Exercise prompt: Repeat, please, only the lines from the top of the data down to the line with "key sends its"; include both of those lines.

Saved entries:
[Start of section]

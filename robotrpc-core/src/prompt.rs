//! Prompt/reply brokering.
//!
//! Plugins waiting for a reply register under the (protocol, user, channel,
//! thread) they expect it on. Only the first waiter for a key sends its
//! prompt; later ones queue. When a message arrives on the key the head
//! waiter gets it and every other waiter is told to retry.

use crate::error::CoreError;
use parking_lot::Mutex;
use regex::Regex;
use robotrpc_protocol::{Protocol, ReplyResponse, RetVal};
use std::collections::HashMap;
use std::sync::atomic::{AtomicU64, Ordering};
use std::time::Duration;
use tokio::sync::oneshot;

/// Default time a plugin waits for a reply.
pub const DEFAULT_REPLY_TIMEOUT: Duration = Duration::from_secs(45);

/// Reply that aborts a prompt.
pub const CANCEL_REPLY: &str = "-";

/// Reply that asks the plugin to use its default.
pub const DEFAULT_REPLY: &str = "=";

/// Pattern of an email address, shared by the `Email` matcher and mail
/// delivery.
pub const EMAIL_PATTERN: &str = r"[-\w.]+@(?:[-\w]+\.)+[-\w]{2,4}";

const STOCK_MATCHERS: &[(&str, &str)] = &[
    ("Email", EMAIL_PATTERN),
    ("Domain", r"(?:[-\w]+\.)+[-\w]{2,4}"),
    ("OTP", r"\d{6}"),
    (
        "IPaddr",
        r"(?:(?:25[0-5]|2[0-4][0-9]|[01]?[0-9][0-9]?)\.){3}(?:25[0-5]|2[0-4][0-9]|[01]?[0-9][0-9]?)",
    ),
    ("SimpleString", r#"[-\w .,_'"?!]+"#),
    ("YesNo", r"(?i:yes|no|Y|N)"),
];

/// Anchors a reply pattern so the whole reply, modulo surrounding
/// whitespace, must match.
pub(crate) fn anchored(pattern: &str) -> String {
    format!(r"^\s*(?:{})\s*$", pattern)
}

/// Compiled reply matchers: the stock set plus per-task ones.
#[derive(Debug, Clone)]
pub struct Matchers {
    stock: HashMap<String, Regex>,
    tasks: HashMap<String, HashMap<String, Regex>>,
}

impl Matchers {
    pub fn new() -> Result<Self, CoreError> {
        let mut stock = HashMap::new();
        for (id, pattern) in STOCK_MATCHERS {
            stock.insert(id.to_string(), compile(id, pattern)?);
        }
        Ok(Self {
            stock,
            tasks: HashMap::new(),
        })
    }

    /// Adds the reply matchers configured for a task.
    pub fn add_task(
        &mut self,
        task: &str,
        matchers: &HashMap<String, String>,
    ) -> Result<(), CoreError> {
        let mut compiled = HashMap::new();
        for (id, pattern) in matchers {
            compiled.insert(id.clone(), compile(id, pattern)?);
        }
        self.tasks.insert(task.to_string(), compiled);
        Ok(())
    }

    /// Resolves a regex id. Ids starting with an uppercase letter are stock
    /// matchers; anything else is looked up in the task's own matchers.
    pub fn resolve(&self, task: &str, id: &str) -> Option<&Regex> {
        if id.starts_with(|c: char| c.is_ascii_uppercase()) {
            return self.stock.get(id);
        }
        self.tasks.get(task).and_then(|m| m.get(id))
    }
}

fn compile(id: &str, pattern: &str) -> Result<Regex, CoreError> {
    Regex::new(&anchored(pattern)).map_err(|source| CoreError::InvalidMatcher {
        id: id.to_string(),
        source,
    })
}

/// Where a reply is expected from.
#[derive(Debug, Clone, PartialEq, Eq, Hash)]
pub struct WaiterKey {
    pub protocol: Protocol,
    pub user: String,
    pub channel: String,
    pub thread: String,
}

#[derive(Debug)]
enum Outcome {
    Reply(String),
    Retry,
    Interrupted,
}

struct Waiter {
    id: u64,
    tx: oneshot::Sender<Outcome>,
}

/// A registered waiter.
pub struct Registration {
    key: WaiterKey,
    id: u64,
    rx: oneshot::Receiver<Outcome>,
    /// Whether this waiter must send the prompt.
    pub first: bool,
}

#[derive(Default)]
struct BrokerState {
    waiters: HashMap<WaiterKey, Vec<Waiter>>,
    stopping: bool,
}

/// Routes incoming messages to waiting prompts.
pub struct PromptBroker {
    state: Mutex<BrokerState>,
    next_id: AtomicU64,
    reply_timeout: Duration,
}

impl PromptBroker {
    pub fn new(reply_timeout: Duration) -> Self {
        Self {
            state: Mutex::new(BrokerState::default()),
            next_id: AtomicU64::new(1),
            reply_timeout,
        }
    }

    /// Queues a waiter on `key`. After shutdown the registration is
    /// interrupted at once.
    pub fn register(&self, key: WaiterKey) -> Registration {
        let id = self.next_id.fetch_add(1, Ordering::Relaxed);
        let (tx, rx) = oneshot::channel();
        let mut state = self.state.lock();
        if state.stopping {
            let _ = tx.send(Outcome::Interrupted);
            return Registration {
                key,
                id,
                rx,
                first: false,
            };
        }
        let list = state.waiters.entry(key.clone()).or_default();
        let first = list.is_empty();
        list.push(Waiter { id, tx });
        Registration { key, id, rx, first }
    }

    /// Waits for the reply to a registration and classifies it.
    pub async fn wait(&self, reg: Registration, matcher: &Regex) -> ReplyResponse {
        let Registration { key, id, mut rx, .. } = reg;
        let outcome = match tokio::time::timeout(self.reply_timeout, &mut rx).await {
            Ok(received) => received.ok(),
            Err(_) => return self.timed_out(&key, id, rx, matcher),
        };
        finish(outcome, matcher)
    }

    /// Settles a wait whose timer fired. If an incoming message already took
    /// the waiter list, its outcome is sitting in `rx` and wins.
    fn timed_out(
        &self,
        key: &WaiterKey,
        id: u64,
        mut rx: oneshot::Receiver<Outcome>,
        matcher: &Regex,
    ) -> ReplyResponse {
        if !self.release(key, id) {
            if let Ok(outcome) = rx.try_recv() {
                return finish(Some(outcome), matcher);
            }
        }
        tracing::warn!(
            "Timed out waiting for reply from {} in {:?}",
            key.user,
            key.channel
        );
        ReplyResponse::failed(RetVal::TimeoutExpired)
    }

    /// Removes all waiters on `key` on behalf of waiter `id`, telling the
    /// others to retry. Used when the prompt times out or cannot be sent.
    /// Returns false when the waiter was no longer registered.
    pub fn release(&self, key: &WaiterKey, id: u64) -> bool {
        let list = {
            let mut state = self.state.lock();
            let ours = state
                .waiters
                .get(key)
                .is_some_and(|list| list.iter().any(|w| w.id == id));
            if !ours {
                return false;
            }
            state.waiters.remove(key)
        };
        for waiter in list.into_iter().flatten() {
            if waiter.id != id {
                let _ = waiter.tx.send(Outcome::Retry);
            }
        }
        true
    }

    /// Abandons a registration whose prompt could not be sent.
    pub fn abandon(&self, reg: Registration) {
        self.release(&reg.key, reg.id);
    }

    /// Delivers an incoming message. Returns whether anyone was waiting.
    pub fn deliver(&self, key: &WaiterKey, message: &str) -> bool {
        let Some(list) = self.state.lock().waiters.remove(key) else {
            return false;
        };
        let mut list = list.into_iter();
        let mut delivered = false;
        if let Some(head) = list.next() {
            delivered = head.tx.send(Outcome::Reply(message.to_string())).is_ok();
        }
        for waiter in list {
            let _ = waiter.tx.send(Outcome::Retry);
        }
        delivered
    }

    /// Interrupts every waiter and refuses new ones.
    pub fn shutdown(&self) {
        let all: Vec<_> = {
            let mut state = self.state.lock();
            state.stopping = true;
            state.waiters.drain().collect()
        };
        for (_, list) in all {
            for waiter in list {
                let _ = waiter.tx.send(Outcome::Interrupted);
            }
        }
    }

    /// Number of plugins waiting for replies.
    pub fn active(&self) -> usize {
        self.state.lock().waiters.values().map(Vec::len).sum()
    }

    pub fn reply_timeout(&self) -> Duration {
        self.reply_timeout
    }
}

impl Default for PromptBroker {
    fn default() -> Self {
        Self::new(DEFAULT_REPLY_TIMEOUT)
    }
}

fn finish(outcome: Option<Outcome>, matcher: &Regex) -> ReplyResponse {
    match outcome {
        Some(Outcome::Reply(reply)) => classify(&reply, matcher),
        Some(Outcome::Retry) => ReplyResponse::failed(RetVal::RetryPrompt),
        Some(Outcome::Interrupted) | None => ReplyResponse::failed(RetVal::Interrupted),
    }
}

fn classify(reply: &str, matcher: &Regex) -> ReplyResponse {
    match reply.trim() {
        CANCEL_REPLY => ReplyResponse::failed(RetVal::Interrupted),
        DEFAULT_REPLY => ReplyResponse::failed(RetVal::UseDefaultValue),
        _ if matcher.is_match(reply) => ReplyResponse::matched(reply.trim()),
        _ => ReplyResponse::failed(RetVal::ReplyNotMatched),
    }
}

[End of section]

Written solution:
filename robotrpc-core/src/prompt.rs
//! Prompt/reply brokering.
//!
//! Plugins waiting for a reply register under the (protocol, user, channel,
//! thread) they expect it on. Only the first waiter for a key sends its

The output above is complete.